Все те страны, которые не пустили Ошо к себе, показали свою истинную сущность. Это был важный урок, благодаря которому мы смогли увидеть, что так называемые демократии на самом деле – лишь марионетки в руках Америки.
Куда бы мы ни поехали, везде мы были чужими.
Глава 14
Уругвай
21 марта, день просветления Ошо.
Вместе с четырьмя телохранителями я вылетела из лондонского аэропорта в Уругвай. Хасья и Джайеш наняли специальных людей, обученных борьбе с повстанцами и террористами. Они были профессионалами в установлении радиосвязи, в подрывных работах и в применении огнестрельного оружия. Каждый обладал каким-то определенным навыком. Они должны были охранять Ошо в Уругвае, поскольку мы совершенно не представляли себе, что творится в этой стране. Похожие на грозных солдат, телохранители окружили меня с четырех сторон, и я почувствовала себя под надежной защитой.
Ошо остановился в отеле Монтевидео. Едва приехав, я тут же принялась драить его номер. Он сидел в кресле возле окна. Я заметила, что он очень устал. Деварадж сказал, что Ошо сильно ослаб в Ирландии и что теперь ему трудно ходить. Я прикоснулась к его стопам, счастливая от того, что снова могу это сделать. Я посмотрела на него и спросила, как он себя чувствует. Он кивнул и сказал, что все в порядке. Он хотел знать, оправилась ли я после аварии, и я сказала, что, конечно, было глупо отправляться на мотоцикле в такую погоду, но для меня это было чрезвычайно ценное переживание. Он ничего не сказал. Я дала ему воды и снова принялась за уборку. Ошо сидел молча и смотрел в окно.

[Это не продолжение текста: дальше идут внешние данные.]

//! Authentication / 认证
//!
//! Supplies short-lived bearer tokens. `TwoLeggedAuth` uses the
//! client-credentials grant and caches tokens per scope set.

use std::collections::HashMap;
use std::sync::Arc;

use async_trait::async_trait;
use chrono::{DateTime, Duration, Utc};
use reqwest::Client;
use serde::Deserialize;
use tokio::sync::RwLock;

use crate::error::{OssError, Result};

/// Scopes for reading bucket content / 读取权限
pub const SCOPE_DATA_READ: &str = "data:read";
/// Scopes for uploading / 上传需要读写权限
pub const SCOPE_DATA_WRITE: &str = "data:write data:read";

/// Tokens are refreshed this long before they expire
const EXPIRY_MARGIN_SECS: i64 = 60;

/// Bearer token / 访问令牌
#[derive(Debug, Clone, Deserialize)]
pub struct AccessToken {
    pub access_token: String,
    #[serde(default = "default_token_type")]
    pub token_type: String,
    /// Lifetime in seconds / 有效期（秒）
    #[serde(default)]
    pub expires_in: i64,
}

fn default_token_type() -> String {
    "Bearer".to_string()
}

/// Credential source / 凭证提供者
#[async_trait]
pub trait Authenticator: Send + Sync {
    async fn get_token(&self, scopes: &str) -> Result<AccessToken>;
}

/// Pre-acquired token, used as-is for every scope / 固定令牌
pub struct StaticToken(pub String);

#[async_trait]
impl Authenticator for StaticToken {
    async fn get_token(&self, _scopes: &str) -> Result<AccessToken> {
        if self.0.is_empty() {
            return Err(OssError::Auth("empty access token".to_string()));
        }
        Ok(AccessToken {
            access_token: self.0.clone(),
            token_type: default_token_type(),
            expires_in: 0,
        })
    }
}

#[derive(Debug, Deserialize)]
struct TokenError {
    #[serde(default, alias = "errorCode")]
    error: String,
    #[serde(default, alias = "developerMessage")]
    error_description: String,
}

struct CachedToken {
    token: AccessToken,
    expires_at: DateTime<Utc>,
}

/// Two-legged OAuth (client_credentials) / 两腿OAuth认证
pub struct TwoLeggedAuth {
    client: Client,
    token_url: String,
    client_id: String,
    client_secret: String,
    cache: Arc<RwLock<HashMap<String, CachedToken>>>,
}

impl TwoLeggedAuth {
    pub fn new(client: Client, host: &str, client_id: String, client_secret: String) -> Self {
        Self {
            client,
            token_url: format!("{}/authentication/v2/token", host.trim_end_matches('/')),
            client_id,
            client_secret,
            cache: Arc::new(RwLock::new(HashMap::new())),
        }
    }

    async fn fetch_token(&self, scopes: &str) -> Result<AccessToken> {
        if self.client_id.is_empty() || self.client_secret.is_empty() {
            return Err(OssError::Auth("client id or client secret is empty".to_string()));
        }

        let params = [("grant_type", "client_credentials"), ("scope", scopes)];
        let response = self.client
            .post(&self.token_url)
            .basic_auth(&self.client_id, Some(&self.client_secret))
            .form(&params)
            .send()
            .await
            .map_err(|e| OssError::Auth(format!("token request failed: {}", e)))?;

        let status = response.status();
        let text = response.text().await
            .map_err(|e| OssError::Auth(format!("reading token response failed: {}", e)))?;

        if !status.is_success() {
            let detail = serde_json::from_str::<TokenError>(&text)
                .map(|e| format!("{} {}", e.error, e.error_description).trim().to_string())
                .unwrap_or_else(|_| text.clone());
            return Err(OssError::Auth(format!("[{}] {}", status.as_u16(), detail)));
        }

        serde_json::from_str(&text)
            .map_err(|e| OssError::Auth(format!("invalid token response: {}", e)))
    }
}

#[async_trait]
impl Authenticator for TwoLeggedAuth {
    async fn get_token(&self, scopes: &str) -> Result<AccessToken> {
        {
            let cache = self.cache.read().await;
            if let Some(cached) = cache.get(scopes) {
                if cached.expires_at > Utc::now() {
                    return Ok(cached.token.clone());
                }
            }
        }

        let token = self.fetch_token(scopes).await?;
        tracing::debug!("Acquired access token for scopes '{}', expires in {}s", scopes, token.expires_in);

        let expires_at = Utc::now() + Duration::seconds(token.expires_in - EXPIRY_MARGIN_SECS);
        self.cache.write().await.insert(
            scopes.to_string(),
            CachedToken { token: token.clone(), expires_at },
        );
        Ok(token)
    }
}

В этом году мы не праздновали день просветления. Помню, как в Катманду Ошо сказал, что не хочет, чтобы этот день был каким-то особенным, он хочет, чтобы каждый день был для нас праздником.
Вместе с нами в отеле были Анандо, Вивек, Деварадж, Джон, Мукти и Рафия. Они рассказали мне о своих злоключениях в Ирландии, о том, как их заперли в отеле и не разрешали выходить. Им нельзя было даже спускаться со второго этажа, на котором располагались их номера. Это было похоже на добровольный домашний арест. Целыми днями они находились в четырех стенах. Местная полиция оправдывала свои действия тем, что якобы было получено несколько угроз со стороны ИРА в отношении Ошо, вот они и были вынуждены охранять нас двадцать четыре часа в сутки. Повсюду в отеле были слышны приглушенные переговоры по рации, везде было полно баррикад из матрасов. Когда через три недели Ошо собрался уезжать и персонал пришел его провожать, Ошо сказал, что ему было очень хорошо в отеле, он чувствовал себя как дома. А в Уругвае Ошо попросил нас позвонить в тот ирландский отель и спросить у них рецепт чатни{ Индийская кисло-сладкая фруктово-овощная приправа к мясу. – Примеч. пер.}, которую они подавали на обед или ужин. Ошо заявил, что это была лучшая приправа, какую он когда-либо ел.
Приехали Хасья и Джайеш. Они нашли для Ошо дом в Пунта дель Эсте. Это место известно как южноамериканская Ривьера. Оно оказалось настолько красивым, что мы просто диву давались, почему про него никто ничего не знал.
На следующий день в Пунта дель Эсте отправились мы с Джайешем и Анандо. Дорога шла вдоль чудесных зеленых равнин, и целых три часа мы наслаждались прекрасными видами из окна. Дом, в котором должен был жить Ошо, находился в трех минутах ходьбы от песчаных дюн, за которыми виднелись пологий пляж и море! Здешний воздух считался целебным – чистый, с чуть сладковатым привкусом.
Дом был великолепен. Изначально он строился как два отдельных дома, которые впоследствии были объединены в один, поистине огромный. Рядом с домом был разбит небольшой сад, обрамленный эвкалиптами с их разноцветными стволами. Здесь же находились бассейн и теннисный корт. Хасья и Джон, которые до Раджнишпурама жили в Голливуде, сказали, что здесь даже прекраснее, чем в Беверли Хиллз.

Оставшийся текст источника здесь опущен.